30. Regional administration
Advantage
Probably does increase tissue concentration “some” for “some” period of time
Disadvantage
Dose calculation is difficult
Dosing is still (really) systemic
Limited actual efficacy studies
Few strong pharmacokinetics studies

31. Regional administration
GO GET TRAINING
Remain suspicious of the value of this compared to the difficulty and expense (there is little clinical outcome data to support the practice(s).

32. Per rectum administration
Advantages
Access (unconsious or vomiting patients)
Can recover drugs before aborption is complete
Disadvantages
Drug may not stay where you put it.
Basically like oral without mechanical prep of stomach.

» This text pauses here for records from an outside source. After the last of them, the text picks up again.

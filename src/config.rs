//! Server configuration loaded from environment variables.
//!
//! Follows 12-factor style: all settings come from environment variables
//! (or a `.env` file via `dotenvy`).

use std::net::SocketAddr;

use crate::domain::GeneratorConfig;
use crate::error::ServerError;

/// Default upload size limit (16 MiB).
pub const DEFAULT_MAX_UPLOAD_BYTES: usize = 16 * 1024 * 1024;

/// Top-level server configuration.
///
/// Loaded once at startup via [`ServerConfig::from_env`].
#[derive(Debug, Clone)]
pub struct ServerConfig {
    /// Socket address to bind the HTTP server to (e.g. `0.0.0.0:8000`).
    pub listen_addr: SocketAddr,

    /// Signal generator settings for the broadcast stream.
    pub generator: GeneratorConfig,

    /// Maximum accepted request body size for array uploads.
    pub max_upload_bytes: usize,
}

impl Default for ServerConfig {
    fn default() -> Self {
        Self {
            listen_addr: SocketAddr::from(([0, 0, 0, 0], 8000)),
            generator: GeneratorConfig::default(),
            max_upload_bytes: DEFAULT_MAX_UPLOAD_BYTES,
        }
    }
}

impl ServerConfig {
    /// Loads configuration from environment variables.
    ///
    /// Falls back to defaults when a variable is not set.
    /// Calls `dotenvy::dotenv().ok()` to optionally load a `.env` file.
    ///
    /// # Errors
    ///
    /// Returns [`ServerError::InvalidConfig`] if `LISTEN_ADDR` is set but
    /// cannot be parsed, or if the generator settings are out of range.
    pub fn from_env() -> Result<Self, ServerError> {
        dotenvy::dotenv().ok();

        let defaults = Self::default();

        let listen_addr = match std::env::var("LISTEN_ADDR") {
            Ok(raw) => raw
                .parse()
                .map_err(|e| ServerError::InvalidConfig(format!("LISTEN_ADDR {raw:?}: {e}")))?,
            Err(_) => defaults.listen_addr,
        };

        let generator = GeneratorConfig {
            sample_rate: parse_env("STREAM_SAMPLE_RATE_SECS", defaults.generator.sample_rate),
            points_per_frame: parse_env(
                "STREAM_POINTS_PER_FRAME",
                defaults.generator.points_per_frame,
            ),
            noise_level: parse_env("STREAM_NOISE_LEVEL", defaults.generator.noise_level),
        };
        generator.validate()?;

        let max_upload_bytes = parse_env("MAX_UPLOAD_BYTES", defaults.max_upload_bytes);

        Ok(Self {
            listen_addr,
            generator,
            max_upload_bytes,
        })
    }
}

/// Parses an environment variable as `T`, returning `default` on missing
/// or invalid values.
fn parse_env<T: std::str::FromStr>(key: &str, default: T) -> T {
    std::env::var(key)
        .ok()
        .and_then(|v| v.parse().ok())
        .unwrap_or(default)
}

33. Intravenous administration
No absorption (it’s just “in there”)
Bolus
Be careful
Slow push
Most drugs this means 1-2 minutes
Some drugs this should be minutes
Constant rate
Drug concentrations rise according to elimination rate
Hold stable concentrations for extended periods
This particular route is missing from your notes. I’ve always thought about this section of the notes as being related to absorption. There is no absorption in the case of intravenous administration. The rest of what happens always seemed relatively obvious to me.

34. Intravenous administration
Bolus administration
Cardiac and respiratory problems
Drug and vehicle are in EXTREMELY high concentration in peripheral vein.
Dilution begins in vena cava
Lung gets high concentrations (pulmonary emboli)
Heart muscle gets high concentrations
Otherwise and in general:
Mixing is very fast
Evenly distributed in peripheral blood in 5 – 10 minutes
If bolus is too fast: Animal may experience respiratory difficulties, animal may experience arrhythmias or poor contractility
In general, it’s almost impossible to take samples fast enough to describe the mixing activity.